What to do:
Take every line from the records below that includes the word "true".

Records from a data source
▬▬▬▬▬▬▬▬▬▬
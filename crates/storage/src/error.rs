//! Storage error types.

use thiserror::Error;

/// Storage operation errors.
#[derive(Debug, Error)]
pub enum StorageError {
    #[error("object not found: {0}")]
    NotFound(String),

    #[error("I/O error: {0}")]
    Io(#[from] std::io::Error),

    #[error("S3 error during {operation} on {key}: {source}")]
    S3 {
        operation: &'static str,
        key: String,
        #[source]
        source: Box<dyn std::error::Error + Send + Sync>,
    },

    #[error("invalid key: {0}")]
    InvalidKey(String),

    #[error("configuration error: {0}")]
    Config(String),

    #[error("invalid continuation token: {0}")]
    InvalidContinuationToken(String),

    #[error("listing not resumable: this backend does not support continuation tokens")]
    ListingNotResumable,
}

impl StorageError {
    /// Whether this error means the object does not exist.
    pub fn is_not_found(&self) -> bool {
        matches!(self, Self::NotFound(_))
    }
}

/// Result type for storage operations.
pub type StorageResult<T> = std::result::Result<T, StorageError>;
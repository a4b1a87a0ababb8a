//! Caller identity extraction.
//!
//! Credential verification happens upstream of this service (a gateway or
//! auth proxy). Every request arrives with an already-verified identity in
//! trusted headers; this module only lifts those headers into typed request
//! extensions and enforces the admin/non-admin split.

use crate::error::{ApiError, ApiResult};
use axum::extract::Request;
use axum::middleware::Next;
use axum::response::Response;
use uuid::Uuid;

/// Header carrying the verified caller's user ID (UUID).
pub const USER_ID_HEADER: &str = "x-depot-user-id";

/// Header flagging an admin caller ("true"/"1").
pub const ADMIN_HEADER: &str = "x-depot-admin";

/// Verified caller identity, injected by the auth middleware.
#[derive(Clone, Debug)]
pub struct CallerIdentity {
    /// The caller's user ID.
    pub user_id: Uuid,
    /// Whether the upstream verified this caller as an administrator.
    pub is_admin: bool,
}

impl CallerIdentity {
    /// Require the admin flag, failing with Forbidden otherwise.
    pub fn require_admin(&self) -> ApiResult<()> {
        if self.is_admin {
            Ok(())
        } else {
            Err(ApiError::Forbidden(
                "administrator access required".to_string(),
            ))
        }
    }
}

/// Middleware that parses the identity headers into a [`CallerIdentity`]
/// extension. Requests without a user ID pass through unauthenticated;
/// handlers that need identity call [`require_identity`].
pub async fn identity_middleware(mut req: Request, next: Next) -> Response {
    let user_id = req
        .headers()
        .get(USER_ID_HEADER)
        .and_then(|v| v.to_str().ok())
        .and_then(|v| Uuid::parse_str(v).ok());

    if let Some(user_id) = user_id {
        let is_admin = req
            .headers()
            .get(ADMIN_HEADER)
            .and_then(|v| v.to_str().ok())
            .is_some_and(|v| v == "true" || v == "1");
        req.extensions_mut()
            .insert(CallerIdentity { user_id, is_admin });
    }

    next.run(req).await
}

/// Get the verified caller identity, failing with Unauthorized when the
/// gateway supplied none.
pub fn require_identity(req_extensions: &axum::http::Extensions) -> ApiResult<&CallerIdentity> {
    req_extensions.get::<CallerIdentity>().ok_or_else(|| {
        ApiError::Unauthorized("missing verified caller identity".to_string())
    })
}
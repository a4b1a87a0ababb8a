//! Bounded retry policy for eventually-consistent storage operations.

use std::time::Duration;

/// A bounded retry policy: a fixed number of attempts, each followed by a
/// fixed settling delay. No exponential backoff and no overall deadline
/// beyond the configured attempts.
///
/// The deletion coordinator is the only user; everything else in the system
/// fails fast and propagates.
#[derive(Clone, Copy, Debug)]
pub struct RetryPolicy {
    max_attempts: u32,
    settle_delay: Duration,
}

impl RetryPolicy {
    /// Create a policy. Attempts are clamped to at least one.
    pub fn new(max_attempts: u32, settle_delay: Duration) -> Self {
        Self {
            max_attempts: max_attempts.max(1),
            settle_delay,
        }
    }

    /// Number of attempts this policy allows.
    pub fn max_attempts(&self) -> u32 {
        self.max_attempts
    }

    /// Sleep out the settling delay.
    pub async fn settle(&self) {
        if !self.settle_delay.is_zero() {
            tokio::time::sleep(self.settle_delay).await;
        }
    }
}

impl Default for RetryPolicy {
    fn default() -> Self {
        Self::new(2, Duration::from_millis(150))
    }
}
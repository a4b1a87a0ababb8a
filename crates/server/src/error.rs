//! API error types and the JSON failure envelope.

use axum::Json;
use axum::http::StatusCode;
use axum::response::{IntoResponse, Response};
use serde::Serialize;

/// JSON failure envelope returned for every error.
#[derive(Debug, Serialize)]
pub struct ErrorResponse {
    /// Always false.
    pub success: bool,
    /// Error code for programmatic handling.
    pub error: String,
    /// Human-readable detail. Names the affected session, chunk index, or
    /// file so a client can resume; never carries connection strings or
    /// credentials.
    pub details: String,
}

/// API error type.
#[derive(Debug, thiserror::Error)]
pub enum ApiError {
    #[error("upload session {0} not found")]
    SessionNotFound(String),

    #[error("chunk {index} of session {session_id} has not been uploaded")]
    ChunkNotFound { session_id: String, index: u64 },

    #[error("chunk {index} of session {session_id} is missing from storage")]
    MissingChunk { session_id: String, index: u64 },

    #[error("upload incomplete: {uploaded} of {total} chunks received")]
    IncompleteUpload { uploaded: u64, total: u64 },

    #[error("declared size {declared} exceeds the {variant} variant maximum {max}")]
    PayloadTooLarge {
        variant: &'static str,
        declared: u64,
        max: u64,
    },

    #[error("file {0} not found")]
    FileNotFound(String),

    #[error("bad request: {0}")]
    BadRequest(String),

    #[error("unauthorized: {0}")]
    Unauthorized(String),

    #[error("forbidden: {0}")]
    Forbidden(String),

    #[error("internal error: {0}")]
    Internal(String),

    #[error("storage error: {0}")]
    Storage(#[from] depot_storage::StorageError),

    #[error("metadata error: {0}")]
    Metadata(#[from] depot_metadata::MetadataError),

    #[error("core error: {0}")]
    Core(#[from] depot_core::Error),
}

impl ApiError {
    /// Get the error code for this error.
    pub fn code(&self) -> &'static str {
        match self {
            Self::SessionNotFound(_) => "session_not_found",
            Self::ChunkNotFound { .. } => "chunk_not_found",
            Self::MissingChunk { .. } => "missing_chunk",
            Self::IncompleteUpload { .. } => "incomplete_upload",
            Self::PayloadTooLarge { .. } => "payload_too_large",
            Self::FileNotFound(_) => "file_not_found",
            Self::BadRequest(_) => "bad_request",
            Self::Unauthorized(_) => "unauthorized",
            Self::Forbidden(_) => "forbidden",
            Self::Internal(_) => "internal_error",
            Self::Storage(_) => "storage_error",
            Self::Metadata(_) => "metadata_error",
            Self::Core(_) => "bad_request",
        }
    }

    /// Get the HTTP status code for this error.
    pub fn status_code(&self) -> StatusCode {
        match self {
            Self::SessionNotFound(_) | Self::ChunkNotFound { .. } | Self::FileNotFound(_) => {
                StatusCode::NOT_FOUND
            }
            // The count matched but a chunk blob vanished underneath us:
            // a storage inconsistency, not a client mistake.
            Self::MissingChunk { .. } => StatusCode::INTERNAL_SERVER_ERROR,
            Self::IncompleteUpload { .. } | Self::BadRequest(_) | Self::Core(_) => {
                StatusCode::BAD_REQUEST
            }
            Self::PayloadTooLarge { .. } => StatusCode::PAYLOAD_TOO_LARGE,
            Self::Unauthorized(_) => StatusCode::UNAUTHORIZED,
            Self::Forbidden(_) => StatusCode::FORBIDDEN,
            Self::Internal(_) => StatusCode::INTERNAL_SERVER_ERROR,
            Self::Storage(e) => {
                if e.is_not_found() {
                    StatusCode::NOT_FOUND
                } else {
                    StatusCode::INTERNAL_SERVER_ERROR
                }
            }
            Self::Metadata(e) => {
                if e.is_not_found() {
                    StatusCode::NOT_FOUND
                } else {
                    StatusCode::INTERNAL_SERVER_ERROR
                }
            }
        }
    }
}

impl IntoResponse for ApiError {
    fn into_response(self) -> Response {
        let status = self.status_code();
        let body = ErrorResponse {
            success: false,
            error: self.code().to_string(),
            details: self.to_string(),
        };
        (status, Json(body)).into_response()
    }
}

/// Result type for API handlers.
pub type ApiResult<T> = std::result::Result<T, ApiError>;
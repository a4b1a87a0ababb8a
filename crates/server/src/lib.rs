//! HTTP control plane for the depot file-distribution portal.
//!
//! This crate provides:
//! - Chunked upload session management (eager and lazy variants)
//! - Chunk reassembly into durable file blobs
//! - Consistency reconciliation between metadata and blob storage
//! - Coordinated file deletion across both stores

pub mod auth;
pub mod deletion;
pub mod error;
pub mod handlers;
pub mod metrics;
pub mod reassembly;
pub mod reconcile;
pub mod retry;
pub mod routes;
pub mod state;

pub use error::{ApiError, ApiResult};
pub use retry::RetryPolicy;
pub use routes::create_router;
pub use state::AppState;
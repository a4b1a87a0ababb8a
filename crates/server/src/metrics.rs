//! Prometheus metrics for the depot server.
//!
//! The `/metrics` endpoint is unauthenticated to allow Prometheus scraping
//! and is gated by `server.metrics_enabled`. Restrict it to scraper IPs at
//! the infrastructure level; metrics carry aggregate usage only.

use axum::http::StatusCode;
use axum::response::IntoResponse;
use prometheus::{
    Encoder, Histogram, HistogramOpts, IntCounter, Registry, TextEncoder,
};
use std::sync::{LazyLock, Once};

/// Global Prometheus registry for all metrics.
pub static REGISTRY: LazyLock<Registry> = LazyLock::new(Registry::new);

pub static UPLOAD_SESSIONS_CREATED: LazyLock<IntCounter> = LazyLock::new(|| {
    IntCounter::new(
        "depot_upload_sessions_created_total",
        "Total number of upload sessions created",
    )
    .expect("metric creation failed")
});

pub static CHUNKS_UPLOADED: LazyLock<IntCounter> = LazyLock::new(|| {
    IntCounter::new(
        "depot_chunks_uploaded_total",
        "Total number of chunks persisted",
    )
    .expect("metric creation failed")
});

pub static BYTES_UPLOADED: LazyLock<IntCounter> = LazyLock::new(|| {
    IntCounter::new(
        "depot_bytes_uploaded_total",
        "Total chunk bytes persisted",
    )
    .expect("metric creation failed")
});

pub static FILES_ASSEMBLED: LazyLock<IntCounter> = LazyLock::new(|| {
    IntCounter::new(
        "depot_files_assembled_total",
        "Total number of files reassembled from chunks",
    )
    .expect("metric creation failed")
});

pub static FILES_DELETED: LazyLock<IntCounter> = LazyLock::new(|| {
    IntCounter::new(
        "depot_files_deleted_total",
        "Total number of logical files deleted",
    )
    .expect("metric creation failed")
});

pub static RECONCILE_RUNS: LazyLock<IntCounter> = LazyLock::new(|| {
    IntCounter::new(
        "depot_reconcile_runs_total",
        "Total number of reconciliation passes",
    )
    .expect("metric creation failed")
});

pub static RECONCILE_ORPHANS_DELETED: LazyLock<IntCounter> = LazyLock::new(|| {
    IntCounter::new(
        "depot_reconcile_orphans_deleted_total",
        "Total orphaned blobs deleted by reconciliation",
    )
    .expect("metric creation failed")
});

pub static CHUNK_UPLOAD_DURATION: LazyLock<Histogram> = LazyLock::new(|| {
    Histogram::with_opts(
        HistogramOpts::new(
            "depot_chunk_upload_duration_seconds",
            "Chunk upload handler latency",
        )
        .buckets(vec![0.005, 0.01, 0.05, 0.1, 0.5, 1.0, 5.0]),
    )
    .expect("metric creation failed")
});

static REGISTER: Once = Once::new();

/// Register all metrics into the global registry. Idempotent.
pub fn register_metrics() {
    REGISTER.call_once(|| {
        let registry = &*REGISTRY;
        registry
            .register(Box::new(UPLOAD_SESSIONS_CREATED.clone()))
            .expect("metric registration failed");
        registry
            .register(Box::new(CHUNKS_UPLOADED.clone()))
            .expect("metric registration failed");
        registry
            .register(Box::new(BYTES_UPLOADED.clone()))
            .expect("metric registration failed");
        registry
            .register(Box::new(FILES_ASSEMBLED.clone()))
            .expect("metric registration failed");
        registry
            .register(Box::new(FILES_DELETED.clone()))
            .expect("metric registration failed");
        registry
            .register(Box::new(RECONCILE_RUNS.clone()))
            .expect("metric registration failed");
        registry
            .register(Box::new(RECONCILE_ORPHANS_DELETED.clone()))
            .expect("metric registration failed");
        registry
            .register(Box::new(CHUNK_UPLOAD_DURATION.clone()))
            .expect("metric registration failed");
    });
}

/// GET /metrics - Prometheus exposition.
pub async fn metrics_handler() -> impl IntoResponse {
    register_metrics();

    let metric_families = REGISTRY.gather();
    let mut buffer = Vec::new();
    let encoder = TextEncoder::new();
    if let Err(e) = encoder.encode(&metric_families, &mut buffer) {
        tracing::error!(error = %e, "Failed to encode metrics");
        return (StatusCode::INTERNAL_SERVER_ERROR, String::new());
    }

    match String::from_utf8(buffer) {
        Ok(body) => (StatusCode::OK, body),
        Err(e) => {
            tracing::error!(error = %e, "Metrics buffer was not valid UTF-8");
            (StatusCode::INTERNAL_SERVER_ERROR, String::new())
        }
    }
}
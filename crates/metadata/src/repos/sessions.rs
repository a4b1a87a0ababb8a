//! Upload session repository.
//!
//! The session store backs the chunk session manager's state machine.
//! Progress is always derived from the distinct set of received chunk
//! indices, never from an incrementing counter, so re-delivery of a chunk
//! cannot inflate the count.

use crate::error::MetadataResult;
use crate::models::{SessionChunkRow, UploadSessionRow};
use async_trait::async_trait;
use time::OffsetDateTime;
use uuid::Uuid;

#[async_trait]
pub trait SessionRepo: Send + Sync {
    /// Persist a new upload session.
    async fn create_session(&self, session: &UploadSessionRow) -> MetadataResult<()>;

    /// Fetch a session by ID.
    async fn get_session(&self, session_id: Uuid) -> MetadataResult<Option<UploadSessionRow>>;

    /// Record one received chunk. Upserts on (session_id, chunk_index):
    /// re-recording an index overwrites its size and timestamp without
    /// creating a second row.
    async fn record_chunk(
        &self,
        session_id: Uuid,
        chunk_index: i64,
        size_bytes: i64,
        received_at: OffsetDateTime,
    ) -> MetadataResult<()>;

    /// Count of distinct chunk indices received so far.
    async fn count_received_chunks(&self, session_id: Uuid) -> MetadataResult<u64>;

    /// All received chunks, ordered by index.
    async fn list_received_chunks(&self, session_id: Uuid)
    -> MetadataResult<Vec<SessionChunkRow>>;

    /// Whether a specific chunk index has been received.
    async fn has_chunk(&self, session_id: Uuid, chunk_index: i64) -> MetadataResult<bool>;

    /// Set the session status to completed. Advisory only; does not verify
    /// chunk completeness. Fails with `NotFound` for an unknown session.
    async fn mark_completed(
        &self,
        session_id: Uuid,
        completed_at: OffsetDateTime,
    ) -> MetadataResult<()>;

    /// Delete a session and its chunk rows in one transaction.
    async fn delete_session(&self, session_id: Uuid) -> MetadataResult<()>;
}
▬▬▬▬▬▬▬▬▬▬
Exercise output:
/// Header flagging an admin caller ("true"/"1").
            .is_some_and(|v| v == "true" || v == "1");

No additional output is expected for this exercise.